(Stored data)
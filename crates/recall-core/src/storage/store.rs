use crate::model::{NewResult, QueryResult, StorageStats, StoreOutcome, TopAccess, TopScore};
use anyhow::Context;
use rusqlite::{params, Connection, OptionalExtension, Row};
use std::path::Path;
use std::sync::{Arc, Mutex};

#[derive(Clone)]
pub struct Store {
    conn: Arc<Mutex<Connection>>,
}

impl Store {
    pub fn open(path: &Path) -> anyhow::Result<Self> {
        let conn = Connection::open(path).context("failed to open sqlite db")?;
        Ok(Self {
            conn: Arc::new(Mutex::new(conn)),
        })
    }

    pub fn open_in_memory() -> anyhow::Result<Self> {
        let conn =
            Connection::open_in_memory().context("failed to open in-memory sqlite db")?;
        Ok(Self {
            conn: Arc::new(Mutex::new(conn)),
        })
    }

    pub fn init_schema(&self) -> anyhow::Result<()> {
        let conn = self.conn.lock().unwrap();
        conn.execute_batch(crate::storage::schema::DDL)
            .context("failed to apply schema")?;
        Ok(())
    }

    /// Persists a scored submission. A new `question_id` inserts a row
    /// with `access_count = 1`; a known one increments its counters and
    /// keeps the stored answer and score as first recorded.
    pub fn upsert_result(&self, new: &NewResult, score: f64) -> anyhow::Result<StoreOutcome> {
        let mut conn = self.conn.lock().unwrap();
        let tx = conn.transaction()?;

        let existing: Option<(i64, i64)> = tx
            .query_row(
                "SELECT id, access_count FROM query_results WHERE question_id = ?1",
                params![new.question_id],
                |r| Ok((r.get(0)?, r.get(1)?)),
            )
            .optional()?;

        let outcome = if let Some((id, access_count)) = existing {
            tx.execute(
                "UPDATE query_results
                 SET access_count = access_count + 1, last_accessed = ?1
                 WHERE id = ?2",
                params![now_rfc3339(), id],
            )?;
            StoreOutcome {
                id,
                access_count: access_count + 1,
                created: false,
            }
        } else {
            let now = now_rfc3339();
            tx.execute(
                "INSERT INTO query_results
                 (question_id, question_title, question_content, original_answer,
                  llm_answer, score, access_count, created_at, last_accessed)
                 VALUES (?1, ?2, ?3, ?4, ?5, ?6, 1, ?7, ?7)",
                params![
                    new.question_id,
                    new.question_title,
                    new.question_content,
                    new.original_answer,
                    new.llm_answer,
                    score,
                    now
                ],
            )?;
            StoreOutcome {
                id: tx.last_insert_rowid(),
                access_count: 1,
                created: true,
            }
        };

        tx.commit()?;
        Ok(outcome)
    }

    /// Read-side accounting: bumps `access_count` and `last_accessed` in
    /// one statement. Returns the new count, or `None` for unknown ids.
    pub fn record_access(&self, question_id: i64) -> anyhow::Result<Option<i64>> {
        let conn = self.conn.lock().unwrap();
        let changed = conn.execute(
            "UPDATE query_results
             SET access_count = access_count + 1, last_accessed = ?1
             WHERE question_id = ?2",
            params![now_rfc3339(), question_id],
        )?;
        if changed == 0 {
            return Ok(None);
        }
        let count = conn.query_row(
            "SELECT access_count FROM query_results WHERE question_id = ?1",
            params![question_id],
            |r| r.get(0),
        )?;
        Ok(Some(count))
    }

    pub fn find_by_question_id(&self, question_id: i64) -> anyhow::Result<Option<QueryResult>> {
        let conn = self.conn.lock().unwrap();
        let row = conn
            .query_row(
                "SELECT id, question_id, question_title, question_content,
                        original_answer, llm_answer, score, access_count,
                        created_at, last_accessed
                 FROM query_results WHERE question_id = ?1",
                params![question_id],
                row_to_result,
            )
            .optional()?;
        Ok(row)
    }

    /// Recent rows, newest first.
    pub fn recent(&self, limit: u32, offset: u32) -> anyhow::Result<Vec<QueryResult>> {
        let conn = self.conn.lock().unwrap();
        let mut stmt = conn.prepare(
            "SELECT id, question_id, question_title, question_content,
                    original_answer, llm_answer, score, access_count,
                    created_at, last_accessed
             FROM query_results
             ORDER BY created_at DESC, id DESC
             LIMIT ?1 OFFSET ?2",
        )?;
        let rows = stmt.query_map(params![limit, offset], row_to_result)?;

        let mut results = Vec::new();
        for r in rows {
            results.push(r?);
        }
        Ok(results)
    }

    pub fn stats(&self) -> anyhow::Result<StorageStats> {
        let conn = self.conn.lock().unwrap();

        let total_questions: i64 =
            conn.query_row("SELECT COUNT(*) FROM query_results", [], |r| r.get(0))?;
        let total_accesses: Option<i64> = conn.query_row(
            "SELECT SUM(access_count) FROM query_results",
            [],
            |r| r.get(0),
        )?;
        let average_score: Option<f64> = conn.query_row(
            "SELECT AVG(score) FROM query_results WHERE score > 0",
            [],
            |r| r.get(0),
        )?;

        let most_accessed = conn
            .query_row(
                "SELECT question_id, question_title, access_count
                 FROM query_results ORDER BY access_count DESC LIMIT 1",
                [],
                |r| {
                    Ok(TopAccess {
                        question_id: r.get(0)?,
                        question_title: r.get(1)?,
                        access_count: r.get(2)?,
                    })
                },
            )
            .optional()?;

        let highest_score = top_score(&conn, "DESC")?;
        let lowest_score = top_score(&conn, "ASC")?;

        Ok(StorageStats {
            total_questions: total_questions as u64,
            total_accesses: total_accesses.unwrap_or(0) as u64,
            average_score: average_score.unwrap_or(0.0),
            most_accessed,
            highest_score,
            lowest_score,
        })
    }
}

fn top_score(conn: &Connection, order: &str) -> anyhow::Result<Option<TopScore>> {
    // order is a compile-time literal, never user input
    let sql = format!(
        "SELECT question_id, question_title, score
         FROM query_results WHERE score > 0
         ORDER BY score {} LIMIT 1",
        order
    );
    let row = conn
        .query_row(&sql, [], |r| {
            Ok(TopScore {
                question_id: r.get(0)?,
                question_title: r.get(1)?,
                score: r.get(2)?,
            })
        })
        .optional()?;
    Ok(row)
}

fn row_to_result(r: &Row) -> rusqlite::Result<QueryResult> {
    Ok(QueryResult {
        id: r.get(0)?,
        question_id: r.get(1)?,
        question_title: r.get(2)?,
        question_content: r.get(3)?,
        original_answer: r.get(4)?,
        llm_answer: r.get(5)?,
        score: r.get(6)?,
        access_count: r.get(7)?,
        created_at: r.get(8)?,
        last_accessed: r.get(9)?,
    })
}

fn now_rfc3339() -> String {
    chrono::Utc::now().to_rfc3339()
}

* PROBLEM DETAILS *
Copy each line of the entries exactly.

* EXPECTED OUTPUT *
filename crates/recall-core/src/storage/store.rs
use crate::model::{NewResult, QueryResult, StorageStats, StoreOutcome, TopAccess, TopScore};
use anyhow::Context;
use rusqlite::{params, Connection, OptionalExtension, Row};
use std::path::Path;
use std::sync::{Arc, Mutex};

#[derive(Clone)]
pub struct Store {
    conn: Arc<Mutex<Connection>>,
}

impl Store {
    pub fn open(path: &Path) -> anyhow::Result<Self> {
        let conn = Connection::open(path).context("failed to open sqlite db")?;
        Ok(Self {
            conn: Arc::new(Mutex::new(conn)),
        })
    }

    pub fn open_in_memory() -> anyhow::Result<Self> {
        let conn =
            Connection::open_in_memory().context("failed to open in-memory sqlite db")?;
        Ok(Self {
            conn: Arc::new(Mutex::new(conn)),
        })
    }

    pub fn init_schema(&self) -> anyhow::Result<()> {
        let conn = self.conn.lock().unwrap();
        conn.execute_batch(crate::storage::schema::DDL)
            .context("failed to apply schema")?;
        Ok(())
    }

    /// Persists a scored submission. A new `question_id` inserts a row
    /// with `access_count = 1`; a known one increments its counters and
    /// keeps the stored answer and score as first recorded.
    pub fn upsert_result(&self, new: &NewResult, score: f64) -> anyhow::Result<StoreOutcome> {
        let mut conn = self.conn.lock().unwrap();
        let tx = conn.transaction()?;

        let existing: Option<(i64, i64)> = tx
            .query_row(
                "SELECT id, access_count FROM query_results WHERE question_id = ?1",
                params![new.question_id],
                |r| Ok((r.get(0)?, r.get(1)?)),
            )
            .optional()?;

        let outcome = if let Some((id, access_count)) = existing {
            tx.execute(
                "UPDATE query_results
                 SET access_count = access_count + 1, last_accessed = ?1
                 WHERE id = ?2",
                params![now_rfc3339(), id],
            )?;
            StoreOutcome {
                id,
                access_count: access_count + 1,
                created: false,
            }
        } else {
            let now = now_rfc3339();
            tx.execute(
                "INSERT INTO query_results
                 (question_id, question_title, question_content, original_answer,
                  llm_answer, score, access_count, created_at, last_accessed)
                 VALUES (?1, ?2, ?3, ?4, ?5, ?6, 1, ?7, ?7)",
                params![
                    new.question_id,
                    new.question_title,
                    new.question_content,
                    new.original_answer,
                    new.llm_answer,
                    score,
                    now
                ],
            )?;
            StoreOutcome {
                id: tx.last_insert_rowid(),
                access_count: 1,
                created: true,
            }
        };

        tx.commit()?;
        Ok(outcome)
    }

    /// Read-side accounting: bumps `access_count` and `last_accessed` in
    /// one statement. Returns the new count, or `None` for unknown ids.
    pub fn record_access(&self, question_id: i64) -> anyhow::Result<Option<i64>> {
        let conn = self.conn.lock().unwrap();
        let changed = conn.execute(
            "UPDATE query_results
             SET access_count = access_count + 1, last_accessed = ?1
             WHERE question_id = ?2",
            params![now_rfc3339(), question_id],
        )?;
        if changed == 0 {
            return Ok(None);
        }
        let count = conn.query_row(
            "SELECT access_count FROM query_results WHERE question_id = ?1",
            params![question_id],
            |r| r.get(0),
        )?;
        Ok(Some(count))
    }

    pub fn find_by_question_id(&self, question_id: i64) -> anyhow::Result<Option<QueryResult>> {
        let conn = self.conn.lock().unwrap();
        let row = conn
            .query_row(
                "SELECT id, question_id, question_title, question_content,
                        original_answer, llm_answer, score, access_count,
                        created_at, last_accessed
                 FROM query_results WHERE question_id = ?1",
                params![question_id],
                row_to_result,
            )
            .optional()?;
        Ok(row)
    }

    /// Recent rows, newest first.
    pub fn recent(&self, limit: u32, offset: u32) -> anyhow::Result<Vec<QueryResult>> {
        let conn = self.conn.lock().unwrap();
        let mut stmt = conn.prepare(
            "SELECT id, question_id, question_title, question_content,
                    original_answer, llm_answer, score, access_count,
                    created_at, last_accessed
             FROM query_results
             ORDER BY created_at DESC, id DESC
             LIMIT ?1 OFFSET ?2",
        )?;
        let rows = stmt.query_map(params![limit, offset], row_to_result)?;

        let mut results = Vec::new();
        for r in rows {
            results.push(r?);
        }
        Ok(results)
    }

    pub fn stats(&self) -> anyhow::Result<StorageStats> {
        let conn = self.conn.lock().unwrap();

        let total_questions: i64 =
            conn.query_row("SELECT COUNT(*) FROM query_results", [], |r| r.get(0))?;
        let total_accesses: Option<i64> = conn.query_row(
            "SELECT SUM(access_count) FROM query_results",
            [],
            |r| r.get(0),
        )?;
        let average_score: Option<f64> = conn.query_row(
            "SELECT AVG(score) FROM query_results WHERE score > 0",
            [],
            |r| r.get(0),
        )?;

        let most_accessed = conn
            .query_row(
                "SELECT question_id, question_title, access_count
                 FROM query_results ORDER BY access_count DESC LIMIT 1",
                [],
                |r| {
                    Ok(TopAccess {
                        question_id: r.get(0)?,
                        question_title: r.get(1)?,
                        access_count: r.get(2)?,
                    })
                },
            )
            .optional()?;

        let highest_score = top_score(&conn, "DESC")?;
        let lowest_score = top_score(&conn, "ASC")?;

        Ok(StorageStats {
            total_questions: total_questions as u64,
            total_accesses: total_accesses.unwrap_or(0) as u64,
            average_score: average_score.unwrap_or(0.0),
            most_accessed,
            highest_score,
            lowest_score,
        })
    }
}

fn top_score(conn: &Connection, order: &str) -> anyhow::Result<Option<TopScore>> {
    // order is a compile-time literal, never user input
    let sql = format!(
        "SELECT question_id, question_title, score
         FROM query_results WHERE score > 0
         ORDER BY score {} LIMIT 1",
        order
    );
    let row = conn
        .query_row(&sql, [], |r| {
            Ok(TopScore {
                question_id: r.get(0)?,
                question_title: r.get(1)?,
                score: r.get(2)?,
            })
        })
        .optional()?;
    Ok(row)
}

fn row_to_result(r: &Row) -> rusqlite::Result<QueryResult> {
    Ok(QueryResult {
        id: r.get(0)?,
        question_id: r.get(1)?,
        question_title: r.get(2)?,
        question_content: r.get(3)?,
        original_answer: r.get(4)?,
        llm_answer: r.get(5)?,
        score: r.get(6)?,
        access_count: r.get(7)?,
        created_at: r.get(8)?,
        last_accessed: r.get(9)?,
    })
}

fn now_rfc3339() -> String {
    chrono::Utc::now().to_rfc3339()
}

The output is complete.